Extracted data entries:

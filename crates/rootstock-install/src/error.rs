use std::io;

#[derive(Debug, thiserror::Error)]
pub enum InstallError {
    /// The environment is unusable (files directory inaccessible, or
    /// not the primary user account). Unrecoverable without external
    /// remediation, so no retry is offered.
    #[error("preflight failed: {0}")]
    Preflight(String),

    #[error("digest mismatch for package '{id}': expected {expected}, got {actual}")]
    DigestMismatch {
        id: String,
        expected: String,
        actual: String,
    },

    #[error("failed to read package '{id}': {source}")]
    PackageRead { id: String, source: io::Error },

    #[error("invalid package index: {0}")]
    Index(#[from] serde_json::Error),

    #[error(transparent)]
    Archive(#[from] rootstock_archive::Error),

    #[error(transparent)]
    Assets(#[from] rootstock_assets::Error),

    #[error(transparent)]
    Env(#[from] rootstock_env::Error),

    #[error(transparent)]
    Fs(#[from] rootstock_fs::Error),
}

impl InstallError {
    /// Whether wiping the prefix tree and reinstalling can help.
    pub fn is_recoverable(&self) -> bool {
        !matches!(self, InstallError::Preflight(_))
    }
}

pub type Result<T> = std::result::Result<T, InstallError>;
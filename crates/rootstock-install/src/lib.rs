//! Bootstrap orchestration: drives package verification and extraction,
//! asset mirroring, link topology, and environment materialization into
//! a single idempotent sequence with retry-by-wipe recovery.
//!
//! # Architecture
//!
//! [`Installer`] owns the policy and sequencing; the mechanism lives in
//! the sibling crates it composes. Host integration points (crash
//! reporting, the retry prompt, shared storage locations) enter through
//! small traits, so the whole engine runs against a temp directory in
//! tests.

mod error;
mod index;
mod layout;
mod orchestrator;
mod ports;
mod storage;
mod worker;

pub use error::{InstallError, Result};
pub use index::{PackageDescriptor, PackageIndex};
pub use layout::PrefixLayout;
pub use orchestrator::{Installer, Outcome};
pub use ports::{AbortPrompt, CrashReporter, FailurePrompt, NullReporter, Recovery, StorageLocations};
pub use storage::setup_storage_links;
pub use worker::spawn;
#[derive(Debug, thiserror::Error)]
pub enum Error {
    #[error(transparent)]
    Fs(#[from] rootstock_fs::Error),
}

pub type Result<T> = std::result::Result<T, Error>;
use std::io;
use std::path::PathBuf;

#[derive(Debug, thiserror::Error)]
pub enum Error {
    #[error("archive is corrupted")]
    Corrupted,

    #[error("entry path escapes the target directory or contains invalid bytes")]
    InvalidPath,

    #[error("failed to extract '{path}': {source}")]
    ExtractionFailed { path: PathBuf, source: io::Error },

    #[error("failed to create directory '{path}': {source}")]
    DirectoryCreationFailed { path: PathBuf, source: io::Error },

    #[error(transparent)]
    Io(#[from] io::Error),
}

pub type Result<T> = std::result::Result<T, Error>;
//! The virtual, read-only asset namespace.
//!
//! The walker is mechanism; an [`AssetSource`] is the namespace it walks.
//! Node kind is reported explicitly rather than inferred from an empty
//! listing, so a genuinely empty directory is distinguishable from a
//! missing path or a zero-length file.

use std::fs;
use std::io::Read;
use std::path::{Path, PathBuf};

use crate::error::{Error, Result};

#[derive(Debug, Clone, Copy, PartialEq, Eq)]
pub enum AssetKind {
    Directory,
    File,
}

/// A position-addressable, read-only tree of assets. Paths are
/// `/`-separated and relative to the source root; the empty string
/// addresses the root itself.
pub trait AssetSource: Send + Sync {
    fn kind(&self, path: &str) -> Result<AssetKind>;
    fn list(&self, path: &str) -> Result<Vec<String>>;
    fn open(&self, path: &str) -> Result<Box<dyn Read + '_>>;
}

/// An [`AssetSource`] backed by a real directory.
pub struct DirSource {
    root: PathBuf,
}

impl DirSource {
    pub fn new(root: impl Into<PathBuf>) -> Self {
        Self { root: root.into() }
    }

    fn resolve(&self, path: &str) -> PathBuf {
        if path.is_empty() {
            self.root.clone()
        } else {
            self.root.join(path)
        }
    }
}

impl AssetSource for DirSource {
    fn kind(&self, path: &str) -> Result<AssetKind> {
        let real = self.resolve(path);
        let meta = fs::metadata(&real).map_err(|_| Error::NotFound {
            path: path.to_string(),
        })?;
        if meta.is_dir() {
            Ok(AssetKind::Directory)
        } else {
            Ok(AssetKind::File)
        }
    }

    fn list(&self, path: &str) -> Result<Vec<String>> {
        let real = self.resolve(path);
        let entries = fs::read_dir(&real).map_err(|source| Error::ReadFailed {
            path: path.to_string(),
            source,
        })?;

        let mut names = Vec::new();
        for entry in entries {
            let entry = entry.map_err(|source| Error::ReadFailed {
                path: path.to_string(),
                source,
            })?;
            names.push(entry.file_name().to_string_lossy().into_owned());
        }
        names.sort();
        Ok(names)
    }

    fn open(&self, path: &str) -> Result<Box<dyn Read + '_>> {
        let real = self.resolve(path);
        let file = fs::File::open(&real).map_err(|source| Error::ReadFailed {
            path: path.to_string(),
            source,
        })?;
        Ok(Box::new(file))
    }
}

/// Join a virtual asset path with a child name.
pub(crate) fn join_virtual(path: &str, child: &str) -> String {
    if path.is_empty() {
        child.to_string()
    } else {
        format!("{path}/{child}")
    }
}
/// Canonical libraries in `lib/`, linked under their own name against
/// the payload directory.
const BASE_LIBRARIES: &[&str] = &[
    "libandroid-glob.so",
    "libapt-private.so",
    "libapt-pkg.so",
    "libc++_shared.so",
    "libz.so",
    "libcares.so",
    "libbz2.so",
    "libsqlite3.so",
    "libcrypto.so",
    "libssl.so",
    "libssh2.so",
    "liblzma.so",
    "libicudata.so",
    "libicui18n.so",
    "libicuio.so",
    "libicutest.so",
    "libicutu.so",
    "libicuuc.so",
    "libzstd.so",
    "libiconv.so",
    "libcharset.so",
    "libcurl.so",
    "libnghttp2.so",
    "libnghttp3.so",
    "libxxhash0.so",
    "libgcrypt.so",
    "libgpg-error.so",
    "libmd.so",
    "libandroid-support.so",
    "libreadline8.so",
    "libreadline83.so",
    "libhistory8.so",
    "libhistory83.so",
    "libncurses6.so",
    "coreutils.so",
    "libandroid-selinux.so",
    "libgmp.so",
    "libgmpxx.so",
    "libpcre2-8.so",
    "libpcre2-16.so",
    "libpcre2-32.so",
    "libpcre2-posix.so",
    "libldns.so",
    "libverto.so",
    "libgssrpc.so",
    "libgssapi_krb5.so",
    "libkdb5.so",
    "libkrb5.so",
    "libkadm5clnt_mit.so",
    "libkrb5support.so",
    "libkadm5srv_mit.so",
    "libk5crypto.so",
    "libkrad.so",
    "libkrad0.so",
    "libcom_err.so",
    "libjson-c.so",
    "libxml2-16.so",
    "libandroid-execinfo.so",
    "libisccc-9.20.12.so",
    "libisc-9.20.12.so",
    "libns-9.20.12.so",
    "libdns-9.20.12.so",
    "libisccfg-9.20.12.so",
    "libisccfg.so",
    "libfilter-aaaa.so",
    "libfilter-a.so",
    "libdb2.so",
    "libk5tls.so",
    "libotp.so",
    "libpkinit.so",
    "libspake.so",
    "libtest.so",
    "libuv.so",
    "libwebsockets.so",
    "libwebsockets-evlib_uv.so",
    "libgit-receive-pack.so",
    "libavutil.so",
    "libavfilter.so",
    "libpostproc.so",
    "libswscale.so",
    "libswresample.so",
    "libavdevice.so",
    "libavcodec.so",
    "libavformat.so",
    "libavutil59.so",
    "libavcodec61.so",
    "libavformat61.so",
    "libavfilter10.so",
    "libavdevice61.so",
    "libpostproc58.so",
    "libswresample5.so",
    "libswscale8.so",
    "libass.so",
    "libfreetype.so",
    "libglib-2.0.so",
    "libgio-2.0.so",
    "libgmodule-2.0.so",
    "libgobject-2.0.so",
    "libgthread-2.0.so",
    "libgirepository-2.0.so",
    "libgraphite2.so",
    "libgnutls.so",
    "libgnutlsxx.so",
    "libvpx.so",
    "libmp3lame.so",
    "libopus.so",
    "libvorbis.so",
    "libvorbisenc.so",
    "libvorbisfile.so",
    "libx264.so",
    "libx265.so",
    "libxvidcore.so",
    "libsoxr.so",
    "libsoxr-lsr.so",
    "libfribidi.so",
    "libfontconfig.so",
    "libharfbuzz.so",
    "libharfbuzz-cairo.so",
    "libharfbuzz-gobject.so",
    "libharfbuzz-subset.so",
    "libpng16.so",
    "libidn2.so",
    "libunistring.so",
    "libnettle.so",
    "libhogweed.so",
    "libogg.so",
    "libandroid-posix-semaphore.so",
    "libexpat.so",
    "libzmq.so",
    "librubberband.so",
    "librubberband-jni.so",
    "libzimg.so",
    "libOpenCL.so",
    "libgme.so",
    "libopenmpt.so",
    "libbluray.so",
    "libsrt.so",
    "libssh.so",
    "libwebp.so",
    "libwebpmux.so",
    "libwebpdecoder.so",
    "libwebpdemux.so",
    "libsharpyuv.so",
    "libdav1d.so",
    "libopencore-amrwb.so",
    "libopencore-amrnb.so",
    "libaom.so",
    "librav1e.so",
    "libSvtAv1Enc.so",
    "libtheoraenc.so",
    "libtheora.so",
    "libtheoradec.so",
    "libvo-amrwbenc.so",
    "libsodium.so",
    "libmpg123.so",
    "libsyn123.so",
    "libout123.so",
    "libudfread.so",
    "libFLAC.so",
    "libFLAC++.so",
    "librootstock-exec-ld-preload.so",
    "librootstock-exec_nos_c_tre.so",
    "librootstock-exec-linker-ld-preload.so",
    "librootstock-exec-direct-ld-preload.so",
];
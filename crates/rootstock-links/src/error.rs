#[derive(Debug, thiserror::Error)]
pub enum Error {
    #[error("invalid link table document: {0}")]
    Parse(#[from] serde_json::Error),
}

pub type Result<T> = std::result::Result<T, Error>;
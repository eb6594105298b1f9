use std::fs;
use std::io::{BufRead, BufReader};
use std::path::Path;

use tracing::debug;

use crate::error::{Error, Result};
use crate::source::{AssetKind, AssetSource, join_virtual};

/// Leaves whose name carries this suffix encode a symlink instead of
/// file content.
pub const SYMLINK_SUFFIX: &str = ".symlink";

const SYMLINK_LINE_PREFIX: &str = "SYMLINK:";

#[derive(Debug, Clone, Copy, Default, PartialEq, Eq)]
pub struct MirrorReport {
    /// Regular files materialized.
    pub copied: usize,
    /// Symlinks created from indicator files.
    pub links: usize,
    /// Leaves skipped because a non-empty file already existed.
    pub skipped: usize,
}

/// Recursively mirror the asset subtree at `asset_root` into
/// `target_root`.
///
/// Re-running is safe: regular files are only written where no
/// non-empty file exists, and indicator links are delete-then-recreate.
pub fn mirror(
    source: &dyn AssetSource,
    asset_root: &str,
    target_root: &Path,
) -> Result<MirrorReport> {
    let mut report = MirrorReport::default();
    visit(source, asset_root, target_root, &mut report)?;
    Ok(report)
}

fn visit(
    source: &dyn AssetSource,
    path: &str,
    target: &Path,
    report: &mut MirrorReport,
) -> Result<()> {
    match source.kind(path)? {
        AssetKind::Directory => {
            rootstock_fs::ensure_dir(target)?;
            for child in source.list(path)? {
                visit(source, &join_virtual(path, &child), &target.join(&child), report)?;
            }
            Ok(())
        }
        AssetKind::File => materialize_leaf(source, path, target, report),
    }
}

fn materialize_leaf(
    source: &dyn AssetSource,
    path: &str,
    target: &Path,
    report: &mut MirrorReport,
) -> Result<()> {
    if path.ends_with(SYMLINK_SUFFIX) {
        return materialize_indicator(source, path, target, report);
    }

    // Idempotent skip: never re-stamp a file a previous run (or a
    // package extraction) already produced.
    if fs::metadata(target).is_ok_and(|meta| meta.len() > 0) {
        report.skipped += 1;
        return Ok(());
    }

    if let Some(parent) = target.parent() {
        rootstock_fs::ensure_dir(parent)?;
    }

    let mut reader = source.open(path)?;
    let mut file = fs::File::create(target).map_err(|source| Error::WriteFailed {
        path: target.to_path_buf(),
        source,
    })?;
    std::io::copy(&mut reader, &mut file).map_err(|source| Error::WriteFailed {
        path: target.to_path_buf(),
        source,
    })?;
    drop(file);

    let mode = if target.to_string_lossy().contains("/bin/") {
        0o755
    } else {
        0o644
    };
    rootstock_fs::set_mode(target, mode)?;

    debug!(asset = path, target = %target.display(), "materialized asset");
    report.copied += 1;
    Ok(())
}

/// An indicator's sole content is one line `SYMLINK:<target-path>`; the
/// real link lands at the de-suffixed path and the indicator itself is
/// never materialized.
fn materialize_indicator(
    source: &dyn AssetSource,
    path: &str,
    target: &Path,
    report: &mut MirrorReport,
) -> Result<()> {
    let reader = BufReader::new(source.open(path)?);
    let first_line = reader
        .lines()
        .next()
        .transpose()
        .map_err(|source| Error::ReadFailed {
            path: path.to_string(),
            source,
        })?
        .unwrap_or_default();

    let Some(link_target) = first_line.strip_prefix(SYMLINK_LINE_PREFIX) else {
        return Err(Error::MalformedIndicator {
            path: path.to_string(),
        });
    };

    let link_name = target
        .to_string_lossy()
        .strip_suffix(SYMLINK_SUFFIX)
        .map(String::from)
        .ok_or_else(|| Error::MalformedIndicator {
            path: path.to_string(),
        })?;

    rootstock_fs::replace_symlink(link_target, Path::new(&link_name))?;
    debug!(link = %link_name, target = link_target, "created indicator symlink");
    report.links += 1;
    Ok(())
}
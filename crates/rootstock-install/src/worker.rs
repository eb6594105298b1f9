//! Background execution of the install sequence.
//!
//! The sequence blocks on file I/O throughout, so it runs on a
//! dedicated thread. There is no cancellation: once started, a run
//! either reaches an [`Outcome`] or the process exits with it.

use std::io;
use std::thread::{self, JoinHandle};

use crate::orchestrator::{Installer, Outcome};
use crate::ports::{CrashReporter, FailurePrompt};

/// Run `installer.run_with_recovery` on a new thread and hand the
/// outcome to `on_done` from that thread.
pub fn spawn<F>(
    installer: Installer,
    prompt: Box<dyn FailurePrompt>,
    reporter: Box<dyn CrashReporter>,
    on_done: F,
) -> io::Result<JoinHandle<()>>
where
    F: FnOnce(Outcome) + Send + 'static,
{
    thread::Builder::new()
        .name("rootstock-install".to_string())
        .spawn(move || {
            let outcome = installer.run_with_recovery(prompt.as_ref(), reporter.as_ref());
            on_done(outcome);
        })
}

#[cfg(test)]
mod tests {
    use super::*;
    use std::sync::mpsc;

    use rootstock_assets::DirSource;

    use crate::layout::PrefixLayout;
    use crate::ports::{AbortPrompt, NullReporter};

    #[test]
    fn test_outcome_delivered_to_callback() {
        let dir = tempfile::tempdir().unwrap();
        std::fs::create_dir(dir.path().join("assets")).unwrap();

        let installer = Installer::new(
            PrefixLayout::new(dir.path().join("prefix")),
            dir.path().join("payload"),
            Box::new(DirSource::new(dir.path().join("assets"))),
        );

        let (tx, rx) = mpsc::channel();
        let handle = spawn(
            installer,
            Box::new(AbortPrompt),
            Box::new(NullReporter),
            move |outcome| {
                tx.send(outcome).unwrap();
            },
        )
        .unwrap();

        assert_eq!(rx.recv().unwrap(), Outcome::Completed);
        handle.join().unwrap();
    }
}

### Assigned task
Your answer should be a single number: the count of lines above that contain the word "crates".

### Expected answer
5